### Supplied data

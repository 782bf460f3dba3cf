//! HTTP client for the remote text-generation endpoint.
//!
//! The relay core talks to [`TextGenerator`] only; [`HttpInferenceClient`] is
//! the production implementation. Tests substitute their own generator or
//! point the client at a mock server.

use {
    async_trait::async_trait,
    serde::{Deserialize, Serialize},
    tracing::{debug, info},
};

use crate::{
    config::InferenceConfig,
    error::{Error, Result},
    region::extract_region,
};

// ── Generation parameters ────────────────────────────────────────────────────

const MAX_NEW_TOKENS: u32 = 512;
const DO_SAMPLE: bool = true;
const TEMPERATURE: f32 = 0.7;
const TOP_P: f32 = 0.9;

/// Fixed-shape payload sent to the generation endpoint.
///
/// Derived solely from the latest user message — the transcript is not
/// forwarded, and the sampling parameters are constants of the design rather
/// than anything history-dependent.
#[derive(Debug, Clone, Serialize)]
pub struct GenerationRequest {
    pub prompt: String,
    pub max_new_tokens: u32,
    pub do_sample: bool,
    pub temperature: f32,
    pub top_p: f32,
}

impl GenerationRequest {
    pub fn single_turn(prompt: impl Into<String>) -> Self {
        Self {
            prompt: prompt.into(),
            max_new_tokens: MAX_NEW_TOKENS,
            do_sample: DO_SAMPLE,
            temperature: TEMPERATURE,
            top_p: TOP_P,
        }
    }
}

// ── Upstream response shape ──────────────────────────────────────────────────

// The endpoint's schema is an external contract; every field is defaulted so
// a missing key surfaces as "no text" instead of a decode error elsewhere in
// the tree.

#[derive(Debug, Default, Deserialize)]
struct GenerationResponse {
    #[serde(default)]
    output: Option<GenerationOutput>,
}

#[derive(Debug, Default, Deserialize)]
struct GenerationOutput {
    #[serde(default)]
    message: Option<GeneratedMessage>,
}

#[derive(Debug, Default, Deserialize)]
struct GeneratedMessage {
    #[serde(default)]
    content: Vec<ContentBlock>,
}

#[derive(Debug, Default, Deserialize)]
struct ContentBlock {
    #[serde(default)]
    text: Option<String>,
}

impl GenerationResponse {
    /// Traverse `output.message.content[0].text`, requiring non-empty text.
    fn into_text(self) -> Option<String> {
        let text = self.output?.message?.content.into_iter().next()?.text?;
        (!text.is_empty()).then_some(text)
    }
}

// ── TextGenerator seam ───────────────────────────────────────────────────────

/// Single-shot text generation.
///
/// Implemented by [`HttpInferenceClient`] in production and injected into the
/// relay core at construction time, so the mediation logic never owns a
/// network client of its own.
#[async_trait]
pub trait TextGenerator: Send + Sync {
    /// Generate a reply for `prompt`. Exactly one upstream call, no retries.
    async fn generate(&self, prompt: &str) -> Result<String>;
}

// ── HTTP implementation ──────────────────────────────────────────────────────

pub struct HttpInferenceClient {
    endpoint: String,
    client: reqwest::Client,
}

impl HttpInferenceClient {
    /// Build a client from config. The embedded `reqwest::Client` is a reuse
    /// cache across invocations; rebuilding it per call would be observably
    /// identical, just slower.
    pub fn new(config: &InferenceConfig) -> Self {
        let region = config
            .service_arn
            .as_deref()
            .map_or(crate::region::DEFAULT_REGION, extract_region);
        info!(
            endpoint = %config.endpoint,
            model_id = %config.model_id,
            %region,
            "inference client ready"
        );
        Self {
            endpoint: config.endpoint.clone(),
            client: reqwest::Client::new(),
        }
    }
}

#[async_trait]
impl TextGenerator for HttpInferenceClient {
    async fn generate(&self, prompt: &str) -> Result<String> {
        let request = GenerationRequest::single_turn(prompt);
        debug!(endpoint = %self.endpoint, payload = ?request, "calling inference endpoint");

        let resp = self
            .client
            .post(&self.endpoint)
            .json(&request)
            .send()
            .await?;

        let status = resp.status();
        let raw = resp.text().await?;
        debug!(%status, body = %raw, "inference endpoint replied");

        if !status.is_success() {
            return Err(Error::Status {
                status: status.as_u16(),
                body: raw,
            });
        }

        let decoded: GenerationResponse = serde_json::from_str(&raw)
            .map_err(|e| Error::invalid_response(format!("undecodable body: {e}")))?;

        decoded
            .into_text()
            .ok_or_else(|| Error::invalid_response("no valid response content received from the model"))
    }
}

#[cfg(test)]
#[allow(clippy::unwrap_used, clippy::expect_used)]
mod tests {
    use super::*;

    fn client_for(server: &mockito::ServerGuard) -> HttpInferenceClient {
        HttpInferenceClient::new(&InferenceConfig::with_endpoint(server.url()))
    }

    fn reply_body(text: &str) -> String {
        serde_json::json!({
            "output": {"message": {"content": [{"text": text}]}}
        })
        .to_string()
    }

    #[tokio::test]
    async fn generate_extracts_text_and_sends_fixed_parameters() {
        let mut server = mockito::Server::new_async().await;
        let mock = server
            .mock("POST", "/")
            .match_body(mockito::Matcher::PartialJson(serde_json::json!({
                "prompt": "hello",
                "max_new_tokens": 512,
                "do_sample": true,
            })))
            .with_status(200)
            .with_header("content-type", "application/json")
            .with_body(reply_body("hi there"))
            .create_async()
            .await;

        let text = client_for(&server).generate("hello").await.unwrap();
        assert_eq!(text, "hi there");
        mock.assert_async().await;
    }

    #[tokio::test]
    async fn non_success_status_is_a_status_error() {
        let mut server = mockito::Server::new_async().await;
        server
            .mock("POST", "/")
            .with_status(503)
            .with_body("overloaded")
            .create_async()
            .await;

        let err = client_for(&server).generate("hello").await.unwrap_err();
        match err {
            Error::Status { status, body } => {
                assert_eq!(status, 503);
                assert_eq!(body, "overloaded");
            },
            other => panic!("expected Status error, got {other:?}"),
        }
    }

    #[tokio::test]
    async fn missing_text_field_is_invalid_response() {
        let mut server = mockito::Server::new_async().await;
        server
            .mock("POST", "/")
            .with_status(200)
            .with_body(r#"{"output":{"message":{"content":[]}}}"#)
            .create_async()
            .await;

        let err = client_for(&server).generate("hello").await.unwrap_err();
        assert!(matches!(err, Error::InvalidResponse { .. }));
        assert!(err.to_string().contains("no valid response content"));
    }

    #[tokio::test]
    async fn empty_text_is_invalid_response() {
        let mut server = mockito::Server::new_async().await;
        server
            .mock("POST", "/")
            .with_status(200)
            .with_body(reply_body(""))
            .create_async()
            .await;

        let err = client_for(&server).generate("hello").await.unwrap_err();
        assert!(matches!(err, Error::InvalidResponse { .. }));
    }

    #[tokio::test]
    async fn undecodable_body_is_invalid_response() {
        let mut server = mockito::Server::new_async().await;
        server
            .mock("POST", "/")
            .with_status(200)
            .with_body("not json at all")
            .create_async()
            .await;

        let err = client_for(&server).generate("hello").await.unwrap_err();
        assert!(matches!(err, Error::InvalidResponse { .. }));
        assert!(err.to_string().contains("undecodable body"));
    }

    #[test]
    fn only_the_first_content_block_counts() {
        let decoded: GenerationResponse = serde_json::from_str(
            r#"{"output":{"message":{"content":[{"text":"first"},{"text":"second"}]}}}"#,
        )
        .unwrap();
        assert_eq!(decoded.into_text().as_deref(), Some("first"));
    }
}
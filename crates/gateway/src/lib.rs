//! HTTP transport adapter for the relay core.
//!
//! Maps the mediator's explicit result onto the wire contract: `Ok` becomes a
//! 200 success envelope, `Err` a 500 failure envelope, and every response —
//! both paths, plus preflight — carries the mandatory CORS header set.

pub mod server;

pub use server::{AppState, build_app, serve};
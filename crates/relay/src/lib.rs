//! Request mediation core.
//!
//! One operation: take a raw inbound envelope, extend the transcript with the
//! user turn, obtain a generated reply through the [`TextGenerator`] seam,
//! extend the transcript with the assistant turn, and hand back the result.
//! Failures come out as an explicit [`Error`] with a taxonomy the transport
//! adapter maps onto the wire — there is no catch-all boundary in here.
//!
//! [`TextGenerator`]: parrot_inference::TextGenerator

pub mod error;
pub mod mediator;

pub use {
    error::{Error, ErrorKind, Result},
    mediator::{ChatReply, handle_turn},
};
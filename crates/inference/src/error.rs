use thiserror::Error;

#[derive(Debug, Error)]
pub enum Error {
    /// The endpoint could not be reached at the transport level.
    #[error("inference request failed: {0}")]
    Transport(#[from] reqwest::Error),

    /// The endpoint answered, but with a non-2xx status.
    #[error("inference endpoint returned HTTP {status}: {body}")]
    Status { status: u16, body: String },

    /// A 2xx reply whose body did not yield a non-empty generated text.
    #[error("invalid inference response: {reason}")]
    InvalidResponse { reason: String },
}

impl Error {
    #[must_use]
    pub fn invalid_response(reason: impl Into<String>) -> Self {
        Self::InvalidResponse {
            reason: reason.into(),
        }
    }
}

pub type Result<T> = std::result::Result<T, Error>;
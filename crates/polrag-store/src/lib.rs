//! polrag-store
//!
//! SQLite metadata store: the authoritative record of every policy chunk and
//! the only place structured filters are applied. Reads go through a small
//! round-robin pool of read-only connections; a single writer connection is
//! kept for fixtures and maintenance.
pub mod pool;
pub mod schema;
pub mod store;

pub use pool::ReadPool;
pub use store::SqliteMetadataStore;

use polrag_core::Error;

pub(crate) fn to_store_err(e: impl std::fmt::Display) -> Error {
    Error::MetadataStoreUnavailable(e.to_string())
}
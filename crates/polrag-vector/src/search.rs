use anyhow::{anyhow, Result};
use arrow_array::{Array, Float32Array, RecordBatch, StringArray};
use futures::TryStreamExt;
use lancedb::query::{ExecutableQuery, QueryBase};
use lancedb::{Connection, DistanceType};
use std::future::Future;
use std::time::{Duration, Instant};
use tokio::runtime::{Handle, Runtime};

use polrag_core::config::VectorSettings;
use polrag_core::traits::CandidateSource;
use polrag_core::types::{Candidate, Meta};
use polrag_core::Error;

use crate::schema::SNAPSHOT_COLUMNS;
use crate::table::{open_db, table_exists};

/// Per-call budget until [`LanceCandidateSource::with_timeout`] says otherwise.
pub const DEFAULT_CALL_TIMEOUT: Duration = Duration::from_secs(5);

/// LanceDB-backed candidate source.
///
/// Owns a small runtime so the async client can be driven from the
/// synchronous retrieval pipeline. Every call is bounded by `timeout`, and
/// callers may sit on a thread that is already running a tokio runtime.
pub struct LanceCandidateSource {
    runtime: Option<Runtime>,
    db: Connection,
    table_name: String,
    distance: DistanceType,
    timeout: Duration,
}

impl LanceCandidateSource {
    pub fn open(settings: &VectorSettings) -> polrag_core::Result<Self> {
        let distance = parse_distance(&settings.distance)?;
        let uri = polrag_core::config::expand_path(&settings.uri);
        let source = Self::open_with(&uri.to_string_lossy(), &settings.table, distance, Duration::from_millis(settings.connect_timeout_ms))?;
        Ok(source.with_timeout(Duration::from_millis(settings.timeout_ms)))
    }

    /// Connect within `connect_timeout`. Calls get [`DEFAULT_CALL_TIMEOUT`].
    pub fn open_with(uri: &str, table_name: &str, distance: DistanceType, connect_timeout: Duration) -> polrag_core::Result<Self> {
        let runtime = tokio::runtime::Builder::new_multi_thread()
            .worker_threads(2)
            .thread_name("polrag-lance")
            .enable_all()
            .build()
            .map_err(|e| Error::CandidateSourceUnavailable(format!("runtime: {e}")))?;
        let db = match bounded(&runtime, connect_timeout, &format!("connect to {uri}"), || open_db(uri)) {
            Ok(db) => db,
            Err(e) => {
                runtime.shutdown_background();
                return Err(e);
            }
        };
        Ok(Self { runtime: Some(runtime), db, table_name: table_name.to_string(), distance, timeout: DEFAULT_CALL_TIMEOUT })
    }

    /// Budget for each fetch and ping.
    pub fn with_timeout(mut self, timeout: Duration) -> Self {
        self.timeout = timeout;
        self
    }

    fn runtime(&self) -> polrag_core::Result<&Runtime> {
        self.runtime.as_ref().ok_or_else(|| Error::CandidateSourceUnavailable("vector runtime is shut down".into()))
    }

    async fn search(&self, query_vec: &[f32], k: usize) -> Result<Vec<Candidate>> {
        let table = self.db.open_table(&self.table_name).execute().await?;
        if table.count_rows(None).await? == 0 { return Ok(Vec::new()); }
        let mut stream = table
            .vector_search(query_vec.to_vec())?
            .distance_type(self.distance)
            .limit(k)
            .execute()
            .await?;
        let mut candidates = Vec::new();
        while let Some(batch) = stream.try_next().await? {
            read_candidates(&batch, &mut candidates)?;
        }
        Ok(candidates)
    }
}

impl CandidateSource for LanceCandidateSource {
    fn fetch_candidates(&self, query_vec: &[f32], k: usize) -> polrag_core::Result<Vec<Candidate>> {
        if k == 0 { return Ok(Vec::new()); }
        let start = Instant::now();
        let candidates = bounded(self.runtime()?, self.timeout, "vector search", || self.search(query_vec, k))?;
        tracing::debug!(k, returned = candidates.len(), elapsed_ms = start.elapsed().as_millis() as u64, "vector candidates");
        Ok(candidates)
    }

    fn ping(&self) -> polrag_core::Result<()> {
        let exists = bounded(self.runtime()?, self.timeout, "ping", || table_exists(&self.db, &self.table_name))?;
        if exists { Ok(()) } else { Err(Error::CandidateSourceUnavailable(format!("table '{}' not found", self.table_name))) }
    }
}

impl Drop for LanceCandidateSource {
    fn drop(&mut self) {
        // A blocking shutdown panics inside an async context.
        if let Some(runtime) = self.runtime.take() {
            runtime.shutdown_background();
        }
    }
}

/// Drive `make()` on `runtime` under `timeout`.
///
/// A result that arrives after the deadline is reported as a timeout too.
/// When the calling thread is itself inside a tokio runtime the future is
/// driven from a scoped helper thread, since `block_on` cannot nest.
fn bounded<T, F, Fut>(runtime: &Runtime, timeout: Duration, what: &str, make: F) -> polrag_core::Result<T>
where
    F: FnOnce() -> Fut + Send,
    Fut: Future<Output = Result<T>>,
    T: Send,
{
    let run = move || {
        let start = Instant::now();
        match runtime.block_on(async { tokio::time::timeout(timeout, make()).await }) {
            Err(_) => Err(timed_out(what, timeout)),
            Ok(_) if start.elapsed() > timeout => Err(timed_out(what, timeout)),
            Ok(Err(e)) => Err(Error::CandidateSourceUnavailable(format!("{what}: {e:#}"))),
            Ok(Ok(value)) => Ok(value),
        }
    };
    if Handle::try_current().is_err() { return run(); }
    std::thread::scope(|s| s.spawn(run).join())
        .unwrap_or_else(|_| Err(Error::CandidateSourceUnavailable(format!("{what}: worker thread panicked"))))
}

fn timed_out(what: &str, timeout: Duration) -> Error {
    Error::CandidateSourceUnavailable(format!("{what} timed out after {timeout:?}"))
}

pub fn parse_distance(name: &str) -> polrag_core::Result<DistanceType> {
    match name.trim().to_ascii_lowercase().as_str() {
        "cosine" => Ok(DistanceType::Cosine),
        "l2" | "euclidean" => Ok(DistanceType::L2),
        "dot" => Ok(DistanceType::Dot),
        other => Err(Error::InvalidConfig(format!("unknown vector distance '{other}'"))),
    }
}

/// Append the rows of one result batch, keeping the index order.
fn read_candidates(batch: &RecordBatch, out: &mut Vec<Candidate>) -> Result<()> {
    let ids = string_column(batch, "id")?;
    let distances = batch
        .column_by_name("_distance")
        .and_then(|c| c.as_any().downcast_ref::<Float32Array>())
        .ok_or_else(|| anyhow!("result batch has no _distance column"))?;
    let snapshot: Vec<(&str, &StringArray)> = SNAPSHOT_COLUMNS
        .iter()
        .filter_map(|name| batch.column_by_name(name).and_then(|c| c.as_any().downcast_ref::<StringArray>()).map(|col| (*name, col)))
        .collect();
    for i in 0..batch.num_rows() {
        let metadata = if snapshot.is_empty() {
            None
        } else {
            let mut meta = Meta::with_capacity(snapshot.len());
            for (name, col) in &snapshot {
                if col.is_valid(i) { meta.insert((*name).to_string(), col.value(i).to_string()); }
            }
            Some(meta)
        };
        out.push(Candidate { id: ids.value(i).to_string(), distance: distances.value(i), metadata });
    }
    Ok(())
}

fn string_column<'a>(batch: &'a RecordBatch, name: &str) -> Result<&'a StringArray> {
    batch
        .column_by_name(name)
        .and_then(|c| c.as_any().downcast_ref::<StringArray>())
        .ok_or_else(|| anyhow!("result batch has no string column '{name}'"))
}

######

■ Aim of the task:
Take each line of the material that contains the word "LanceCandidateSource" and list it.

■ Output below:
/// Per-call budget until [`LanceCandidateSource::with_timeout`] says otherwise.
pub struct LanceCandidateSource {
impl LanceCandidateSource {
impl CandidateSource for LanceCandidateSource {
impl Drop for LanceCandidateSource {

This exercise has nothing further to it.